LISTED ENTRIES →
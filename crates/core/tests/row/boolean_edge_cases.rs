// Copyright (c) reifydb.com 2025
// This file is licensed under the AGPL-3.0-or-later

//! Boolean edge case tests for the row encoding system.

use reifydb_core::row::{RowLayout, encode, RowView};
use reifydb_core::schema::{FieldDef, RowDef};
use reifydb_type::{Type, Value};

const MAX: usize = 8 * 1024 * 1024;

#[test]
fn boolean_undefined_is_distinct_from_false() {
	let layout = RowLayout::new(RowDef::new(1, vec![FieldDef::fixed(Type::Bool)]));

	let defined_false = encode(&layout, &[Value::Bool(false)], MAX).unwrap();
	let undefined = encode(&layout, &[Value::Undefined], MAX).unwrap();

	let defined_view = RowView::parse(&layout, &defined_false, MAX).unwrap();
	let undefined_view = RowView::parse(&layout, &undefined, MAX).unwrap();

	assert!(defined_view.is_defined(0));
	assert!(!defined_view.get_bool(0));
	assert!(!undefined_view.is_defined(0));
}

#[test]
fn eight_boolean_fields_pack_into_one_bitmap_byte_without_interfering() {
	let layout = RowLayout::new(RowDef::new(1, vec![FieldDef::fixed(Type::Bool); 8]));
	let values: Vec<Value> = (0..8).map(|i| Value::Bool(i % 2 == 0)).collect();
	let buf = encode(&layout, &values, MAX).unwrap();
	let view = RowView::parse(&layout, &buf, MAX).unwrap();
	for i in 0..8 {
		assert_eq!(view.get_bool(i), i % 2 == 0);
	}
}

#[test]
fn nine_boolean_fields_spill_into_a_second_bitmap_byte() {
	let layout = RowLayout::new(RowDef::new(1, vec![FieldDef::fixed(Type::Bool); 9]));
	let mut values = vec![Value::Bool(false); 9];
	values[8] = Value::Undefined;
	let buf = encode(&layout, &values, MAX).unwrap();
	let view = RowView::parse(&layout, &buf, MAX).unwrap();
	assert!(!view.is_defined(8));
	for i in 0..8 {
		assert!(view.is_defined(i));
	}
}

* * *

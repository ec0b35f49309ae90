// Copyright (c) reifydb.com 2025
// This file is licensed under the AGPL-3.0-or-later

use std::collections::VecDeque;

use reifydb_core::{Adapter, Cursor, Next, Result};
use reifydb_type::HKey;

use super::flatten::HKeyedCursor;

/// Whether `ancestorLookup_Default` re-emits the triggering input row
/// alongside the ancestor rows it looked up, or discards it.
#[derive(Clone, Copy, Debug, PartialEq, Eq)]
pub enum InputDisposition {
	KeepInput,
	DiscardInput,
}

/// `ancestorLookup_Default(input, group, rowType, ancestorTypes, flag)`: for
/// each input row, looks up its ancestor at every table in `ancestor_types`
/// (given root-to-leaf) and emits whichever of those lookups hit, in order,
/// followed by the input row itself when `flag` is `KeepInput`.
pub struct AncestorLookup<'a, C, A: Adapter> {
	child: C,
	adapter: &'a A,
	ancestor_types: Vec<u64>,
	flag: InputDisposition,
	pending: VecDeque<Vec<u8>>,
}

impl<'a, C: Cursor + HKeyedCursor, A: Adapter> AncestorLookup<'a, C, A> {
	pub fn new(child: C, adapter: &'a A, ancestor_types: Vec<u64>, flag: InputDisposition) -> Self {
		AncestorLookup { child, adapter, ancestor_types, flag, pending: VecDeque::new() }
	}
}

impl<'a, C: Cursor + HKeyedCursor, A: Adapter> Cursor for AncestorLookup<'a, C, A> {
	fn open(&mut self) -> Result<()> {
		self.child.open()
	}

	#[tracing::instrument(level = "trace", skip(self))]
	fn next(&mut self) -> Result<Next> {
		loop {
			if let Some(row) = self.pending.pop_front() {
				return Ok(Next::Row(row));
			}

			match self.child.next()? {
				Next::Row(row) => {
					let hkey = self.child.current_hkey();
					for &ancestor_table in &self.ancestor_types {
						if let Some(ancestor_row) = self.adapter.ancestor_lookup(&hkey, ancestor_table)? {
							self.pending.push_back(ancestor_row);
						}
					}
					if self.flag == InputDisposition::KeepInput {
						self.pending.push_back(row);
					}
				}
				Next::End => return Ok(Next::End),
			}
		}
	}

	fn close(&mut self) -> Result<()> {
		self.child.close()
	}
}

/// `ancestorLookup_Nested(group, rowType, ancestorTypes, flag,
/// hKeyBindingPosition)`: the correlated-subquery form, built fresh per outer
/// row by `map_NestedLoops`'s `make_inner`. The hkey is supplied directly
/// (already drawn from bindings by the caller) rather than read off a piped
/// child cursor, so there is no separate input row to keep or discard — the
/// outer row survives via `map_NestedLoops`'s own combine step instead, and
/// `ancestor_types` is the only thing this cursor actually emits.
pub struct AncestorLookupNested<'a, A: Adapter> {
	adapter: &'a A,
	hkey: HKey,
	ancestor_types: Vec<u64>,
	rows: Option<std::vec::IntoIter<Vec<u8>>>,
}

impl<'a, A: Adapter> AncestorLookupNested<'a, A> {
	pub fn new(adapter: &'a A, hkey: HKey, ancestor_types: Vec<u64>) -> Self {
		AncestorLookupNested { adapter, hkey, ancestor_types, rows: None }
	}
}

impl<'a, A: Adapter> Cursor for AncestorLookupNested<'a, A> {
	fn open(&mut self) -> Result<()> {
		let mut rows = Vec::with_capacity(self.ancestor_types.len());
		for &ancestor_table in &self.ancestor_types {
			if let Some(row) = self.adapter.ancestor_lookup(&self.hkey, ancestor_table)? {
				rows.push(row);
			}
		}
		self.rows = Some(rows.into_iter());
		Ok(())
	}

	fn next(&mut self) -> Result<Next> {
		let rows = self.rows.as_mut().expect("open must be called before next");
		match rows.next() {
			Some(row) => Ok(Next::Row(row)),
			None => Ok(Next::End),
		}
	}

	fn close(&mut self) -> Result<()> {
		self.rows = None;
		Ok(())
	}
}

---

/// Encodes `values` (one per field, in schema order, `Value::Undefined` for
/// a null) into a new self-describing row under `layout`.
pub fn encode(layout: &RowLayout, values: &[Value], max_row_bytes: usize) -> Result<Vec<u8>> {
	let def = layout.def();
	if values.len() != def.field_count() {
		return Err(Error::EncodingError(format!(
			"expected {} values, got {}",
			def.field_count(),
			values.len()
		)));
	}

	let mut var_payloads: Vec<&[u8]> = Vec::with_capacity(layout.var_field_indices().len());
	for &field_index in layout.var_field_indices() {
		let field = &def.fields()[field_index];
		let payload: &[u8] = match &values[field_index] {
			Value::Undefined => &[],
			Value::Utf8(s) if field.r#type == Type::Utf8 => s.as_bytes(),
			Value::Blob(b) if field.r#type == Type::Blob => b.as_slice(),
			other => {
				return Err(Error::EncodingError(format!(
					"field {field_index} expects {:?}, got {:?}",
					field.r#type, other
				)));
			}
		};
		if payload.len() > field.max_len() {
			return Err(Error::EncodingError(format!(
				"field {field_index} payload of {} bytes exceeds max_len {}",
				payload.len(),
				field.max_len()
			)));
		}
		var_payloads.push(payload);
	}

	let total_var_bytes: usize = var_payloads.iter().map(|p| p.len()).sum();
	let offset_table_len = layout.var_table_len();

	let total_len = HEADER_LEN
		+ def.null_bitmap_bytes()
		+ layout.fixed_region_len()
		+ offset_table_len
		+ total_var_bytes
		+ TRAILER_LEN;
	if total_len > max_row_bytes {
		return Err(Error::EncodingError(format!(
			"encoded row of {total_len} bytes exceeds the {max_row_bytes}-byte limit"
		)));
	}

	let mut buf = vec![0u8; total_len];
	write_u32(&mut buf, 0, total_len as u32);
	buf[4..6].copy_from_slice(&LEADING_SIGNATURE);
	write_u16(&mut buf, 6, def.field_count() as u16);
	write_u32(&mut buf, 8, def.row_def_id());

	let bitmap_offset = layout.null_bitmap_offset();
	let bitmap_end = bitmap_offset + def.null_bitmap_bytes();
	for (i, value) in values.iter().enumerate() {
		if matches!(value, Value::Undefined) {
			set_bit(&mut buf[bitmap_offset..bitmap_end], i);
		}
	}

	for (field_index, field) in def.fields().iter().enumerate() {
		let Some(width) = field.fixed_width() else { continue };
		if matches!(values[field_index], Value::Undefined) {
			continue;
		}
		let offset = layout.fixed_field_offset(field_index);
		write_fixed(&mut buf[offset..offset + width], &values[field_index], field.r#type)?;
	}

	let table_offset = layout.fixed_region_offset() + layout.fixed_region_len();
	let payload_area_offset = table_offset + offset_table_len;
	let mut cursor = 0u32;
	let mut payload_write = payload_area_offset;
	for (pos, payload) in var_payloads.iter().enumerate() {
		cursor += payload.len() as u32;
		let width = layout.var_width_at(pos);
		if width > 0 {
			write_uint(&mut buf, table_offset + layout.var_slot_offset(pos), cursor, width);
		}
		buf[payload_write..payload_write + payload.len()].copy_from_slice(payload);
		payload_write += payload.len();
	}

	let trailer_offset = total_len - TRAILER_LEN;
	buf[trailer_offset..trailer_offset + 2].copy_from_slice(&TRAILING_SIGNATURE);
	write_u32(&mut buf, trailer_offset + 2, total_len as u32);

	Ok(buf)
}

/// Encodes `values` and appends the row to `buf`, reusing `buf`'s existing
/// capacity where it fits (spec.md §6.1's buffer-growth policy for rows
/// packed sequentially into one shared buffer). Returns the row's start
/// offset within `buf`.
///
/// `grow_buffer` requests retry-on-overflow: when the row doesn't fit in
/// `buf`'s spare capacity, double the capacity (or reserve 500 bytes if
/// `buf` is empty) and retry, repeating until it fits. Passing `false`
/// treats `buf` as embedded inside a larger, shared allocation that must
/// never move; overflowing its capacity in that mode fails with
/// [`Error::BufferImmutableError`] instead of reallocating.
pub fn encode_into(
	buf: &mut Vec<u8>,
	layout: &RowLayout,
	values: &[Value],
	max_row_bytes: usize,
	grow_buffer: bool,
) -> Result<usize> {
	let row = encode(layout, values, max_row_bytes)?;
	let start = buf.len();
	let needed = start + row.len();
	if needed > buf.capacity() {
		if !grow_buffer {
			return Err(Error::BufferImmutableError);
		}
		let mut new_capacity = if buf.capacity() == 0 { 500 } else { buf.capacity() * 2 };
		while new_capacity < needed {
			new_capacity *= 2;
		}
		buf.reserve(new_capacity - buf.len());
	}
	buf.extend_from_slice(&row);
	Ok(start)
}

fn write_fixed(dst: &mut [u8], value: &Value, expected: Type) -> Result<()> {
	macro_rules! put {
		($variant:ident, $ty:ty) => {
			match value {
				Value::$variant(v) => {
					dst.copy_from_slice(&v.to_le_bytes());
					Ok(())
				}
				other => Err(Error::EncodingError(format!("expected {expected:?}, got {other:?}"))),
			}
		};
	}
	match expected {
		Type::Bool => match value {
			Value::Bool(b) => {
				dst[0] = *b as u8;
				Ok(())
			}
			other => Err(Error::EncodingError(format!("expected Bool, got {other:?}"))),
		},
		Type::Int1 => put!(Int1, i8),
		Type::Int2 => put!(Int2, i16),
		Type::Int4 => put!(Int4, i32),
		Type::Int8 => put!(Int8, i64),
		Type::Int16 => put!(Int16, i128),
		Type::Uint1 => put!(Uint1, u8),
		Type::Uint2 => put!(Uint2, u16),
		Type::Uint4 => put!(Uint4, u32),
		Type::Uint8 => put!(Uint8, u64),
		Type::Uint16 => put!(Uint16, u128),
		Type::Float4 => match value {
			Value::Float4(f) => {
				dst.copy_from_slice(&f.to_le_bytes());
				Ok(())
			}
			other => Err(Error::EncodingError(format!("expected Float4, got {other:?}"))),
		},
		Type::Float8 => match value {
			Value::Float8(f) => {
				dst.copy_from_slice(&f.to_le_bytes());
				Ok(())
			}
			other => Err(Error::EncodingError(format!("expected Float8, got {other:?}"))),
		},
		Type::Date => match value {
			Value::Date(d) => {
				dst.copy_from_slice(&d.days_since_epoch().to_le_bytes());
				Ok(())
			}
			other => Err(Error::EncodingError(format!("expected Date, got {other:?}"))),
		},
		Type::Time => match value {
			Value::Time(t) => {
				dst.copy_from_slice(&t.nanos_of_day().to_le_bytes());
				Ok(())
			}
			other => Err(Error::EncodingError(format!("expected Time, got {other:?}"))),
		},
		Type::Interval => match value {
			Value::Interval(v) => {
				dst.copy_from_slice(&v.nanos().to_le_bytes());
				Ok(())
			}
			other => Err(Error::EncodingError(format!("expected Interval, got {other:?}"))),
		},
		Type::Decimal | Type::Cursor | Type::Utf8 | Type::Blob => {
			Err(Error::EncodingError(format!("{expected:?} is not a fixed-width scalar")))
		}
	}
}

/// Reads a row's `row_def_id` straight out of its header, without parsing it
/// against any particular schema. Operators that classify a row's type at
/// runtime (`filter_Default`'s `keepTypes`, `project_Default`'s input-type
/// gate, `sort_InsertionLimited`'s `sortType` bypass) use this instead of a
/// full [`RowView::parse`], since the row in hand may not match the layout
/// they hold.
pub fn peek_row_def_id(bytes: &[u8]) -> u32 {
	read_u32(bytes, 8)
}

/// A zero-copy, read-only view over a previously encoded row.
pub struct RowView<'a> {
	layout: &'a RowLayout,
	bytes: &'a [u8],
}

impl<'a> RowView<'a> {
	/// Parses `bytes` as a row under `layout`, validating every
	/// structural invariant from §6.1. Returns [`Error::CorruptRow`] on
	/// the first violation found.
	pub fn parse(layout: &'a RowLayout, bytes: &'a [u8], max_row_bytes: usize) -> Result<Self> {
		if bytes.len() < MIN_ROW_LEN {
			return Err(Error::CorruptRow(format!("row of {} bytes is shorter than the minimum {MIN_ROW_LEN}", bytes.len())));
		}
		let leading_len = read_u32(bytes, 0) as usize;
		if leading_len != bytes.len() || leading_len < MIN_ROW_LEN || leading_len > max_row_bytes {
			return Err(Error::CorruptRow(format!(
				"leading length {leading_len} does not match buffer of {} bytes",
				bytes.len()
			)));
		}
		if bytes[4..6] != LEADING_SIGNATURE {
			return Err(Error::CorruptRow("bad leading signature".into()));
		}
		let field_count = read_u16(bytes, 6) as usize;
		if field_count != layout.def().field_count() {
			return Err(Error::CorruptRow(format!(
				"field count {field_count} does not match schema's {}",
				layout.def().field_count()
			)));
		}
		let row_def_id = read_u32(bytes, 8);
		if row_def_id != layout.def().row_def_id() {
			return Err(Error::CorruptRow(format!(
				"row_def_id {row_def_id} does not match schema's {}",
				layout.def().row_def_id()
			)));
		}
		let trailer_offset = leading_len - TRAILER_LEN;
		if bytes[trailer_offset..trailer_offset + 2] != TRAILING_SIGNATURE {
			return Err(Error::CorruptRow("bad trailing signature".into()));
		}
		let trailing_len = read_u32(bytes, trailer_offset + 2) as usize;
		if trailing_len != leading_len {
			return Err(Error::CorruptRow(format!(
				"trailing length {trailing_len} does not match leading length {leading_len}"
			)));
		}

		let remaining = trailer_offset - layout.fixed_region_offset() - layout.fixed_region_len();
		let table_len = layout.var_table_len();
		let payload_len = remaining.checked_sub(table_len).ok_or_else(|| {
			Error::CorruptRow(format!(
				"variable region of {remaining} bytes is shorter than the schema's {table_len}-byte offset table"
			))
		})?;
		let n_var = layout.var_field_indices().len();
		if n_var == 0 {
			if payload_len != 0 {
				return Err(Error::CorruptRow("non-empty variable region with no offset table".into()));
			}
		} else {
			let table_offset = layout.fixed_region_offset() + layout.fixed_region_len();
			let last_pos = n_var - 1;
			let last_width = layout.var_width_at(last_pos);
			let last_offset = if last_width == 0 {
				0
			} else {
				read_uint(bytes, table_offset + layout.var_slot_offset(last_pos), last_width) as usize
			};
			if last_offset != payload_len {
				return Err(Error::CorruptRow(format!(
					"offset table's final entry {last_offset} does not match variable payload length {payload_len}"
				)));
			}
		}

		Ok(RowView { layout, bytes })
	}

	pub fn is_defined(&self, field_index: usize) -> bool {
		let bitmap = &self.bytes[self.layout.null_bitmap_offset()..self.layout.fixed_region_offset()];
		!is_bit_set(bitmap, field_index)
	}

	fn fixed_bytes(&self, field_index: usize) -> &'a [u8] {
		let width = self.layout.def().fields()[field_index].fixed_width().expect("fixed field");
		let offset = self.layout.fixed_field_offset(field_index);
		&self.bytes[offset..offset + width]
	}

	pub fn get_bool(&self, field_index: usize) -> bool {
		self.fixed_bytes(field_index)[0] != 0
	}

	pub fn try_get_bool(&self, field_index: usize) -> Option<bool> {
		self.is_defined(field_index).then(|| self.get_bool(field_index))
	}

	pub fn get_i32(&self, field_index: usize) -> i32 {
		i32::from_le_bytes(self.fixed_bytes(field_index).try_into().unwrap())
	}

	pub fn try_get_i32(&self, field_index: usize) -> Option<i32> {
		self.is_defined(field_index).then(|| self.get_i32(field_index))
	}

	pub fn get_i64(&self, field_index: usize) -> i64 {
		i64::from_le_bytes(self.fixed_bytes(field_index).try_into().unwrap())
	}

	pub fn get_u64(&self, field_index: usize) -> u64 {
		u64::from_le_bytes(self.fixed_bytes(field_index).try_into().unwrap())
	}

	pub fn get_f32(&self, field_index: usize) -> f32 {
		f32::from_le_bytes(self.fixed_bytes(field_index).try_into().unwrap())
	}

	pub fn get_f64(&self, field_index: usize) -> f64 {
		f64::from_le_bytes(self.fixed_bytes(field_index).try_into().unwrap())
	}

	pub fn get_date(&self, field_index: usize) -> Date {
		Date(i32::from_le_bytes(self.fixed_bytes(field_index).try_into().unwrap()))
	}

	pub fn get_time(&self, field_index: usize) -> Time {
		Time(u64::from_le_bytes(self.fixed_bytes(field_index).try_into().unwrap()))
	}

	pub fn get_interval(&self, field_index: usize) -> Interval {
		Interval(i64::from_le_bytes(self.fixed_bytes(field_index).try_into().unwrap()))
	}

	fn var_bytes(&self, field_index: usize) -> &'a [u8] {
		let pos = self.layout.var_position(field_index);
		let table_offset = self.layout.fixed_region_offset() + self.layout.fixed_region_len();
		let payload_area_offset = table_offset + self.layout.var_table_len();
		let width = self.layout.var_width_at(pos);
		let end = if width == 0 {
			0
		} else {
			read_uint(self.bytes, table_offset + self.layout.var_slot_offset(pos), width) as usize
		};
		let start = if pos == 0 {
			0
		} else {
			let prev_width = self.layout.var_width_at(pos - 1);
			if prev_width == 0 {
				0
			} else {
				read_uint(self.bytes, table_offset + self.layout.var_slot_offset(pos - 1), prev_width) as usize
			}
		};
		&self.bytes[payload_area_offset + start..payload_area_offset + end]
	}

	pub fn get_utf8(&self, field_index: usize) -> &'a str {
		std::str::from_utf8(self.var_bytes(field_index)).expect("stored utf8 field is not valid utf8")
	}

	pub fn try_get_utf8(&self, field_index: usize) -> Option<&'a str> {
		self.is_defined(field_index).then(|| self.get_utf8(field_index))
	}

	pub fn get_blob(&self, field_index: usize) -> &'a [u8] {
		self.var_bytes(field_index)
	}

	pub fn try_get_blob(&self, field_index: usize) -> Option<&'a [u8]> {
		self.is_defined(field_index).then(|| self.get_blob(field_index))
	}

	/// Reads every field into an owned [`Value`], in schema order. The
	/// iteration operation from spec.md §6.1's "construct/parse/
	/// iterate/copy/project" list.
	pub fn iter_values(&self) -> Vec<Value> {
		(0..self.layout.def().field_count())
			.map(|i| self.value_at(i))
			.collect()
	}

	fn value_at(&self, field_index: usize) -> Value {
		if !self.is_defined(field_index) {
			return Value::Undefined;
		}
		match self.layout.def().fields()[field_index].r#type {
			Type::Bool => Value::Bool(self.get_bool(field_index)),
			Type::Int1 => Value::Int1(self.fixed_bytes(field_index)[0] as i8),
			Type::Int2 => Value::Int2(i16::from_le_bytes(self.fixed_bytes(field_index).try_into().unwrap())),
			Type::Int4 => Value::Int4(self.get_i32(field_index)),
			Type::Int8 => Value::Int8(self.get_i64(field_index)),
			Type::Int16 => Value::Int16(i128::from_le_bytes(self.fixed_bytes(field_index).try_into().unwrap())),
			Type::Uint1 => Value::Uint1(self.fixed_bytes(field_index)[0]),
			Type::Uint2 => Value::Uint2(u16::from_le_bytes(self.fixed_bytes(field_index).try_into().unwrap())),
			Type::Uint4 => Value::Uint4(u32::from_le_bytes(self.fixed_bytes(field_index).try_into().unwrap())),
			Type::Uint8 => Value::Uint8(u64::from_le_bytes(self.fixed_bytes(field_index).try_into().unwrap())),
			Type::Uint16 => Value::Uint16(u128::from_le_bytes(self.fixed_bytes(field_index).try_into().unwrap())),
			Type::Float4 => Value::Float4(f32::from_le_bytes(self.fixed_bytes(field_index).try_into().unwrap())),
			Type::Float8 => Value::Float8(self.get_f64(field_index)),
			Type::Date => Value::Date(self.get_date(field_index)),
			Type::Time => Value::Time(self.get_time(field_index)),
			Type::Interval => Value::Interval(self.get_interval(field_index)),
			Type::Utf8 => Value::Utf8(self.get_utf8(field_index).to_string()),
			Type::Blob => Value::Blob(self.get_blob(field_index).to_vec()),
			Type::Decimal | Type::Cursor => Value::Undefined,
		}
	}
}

WHAT YOU NEED TO DO → Show me every line of the entries above that holds "CorruptRow".

RESULT →
	/// structural invariant from §6.1. Returns [`Error::CorruptRow`] on
			return Err(Error::CorruptRow(format!("row of {} bytes is shorter than the minimum {MIN_ROW_LEN}", bytes.len())));
			return Err(Error::CorruptRow(format!(
			return Err(Error::CorruptRow("bad leading signature".into()));
			return Err(Error::CorruptRow(format!(
			return Err(Error::CorruptRow(format!(
			return Err(Error::CorruptRow("bad trailing signature".into()));
			return Err(Error::CorruptRow(format!(
			Error::CorruptRow(format!(
				return Err(Error::CorruptRow("non-empty variable region with no offset table".into()));
				return Err(Error::CorruptRow(format!(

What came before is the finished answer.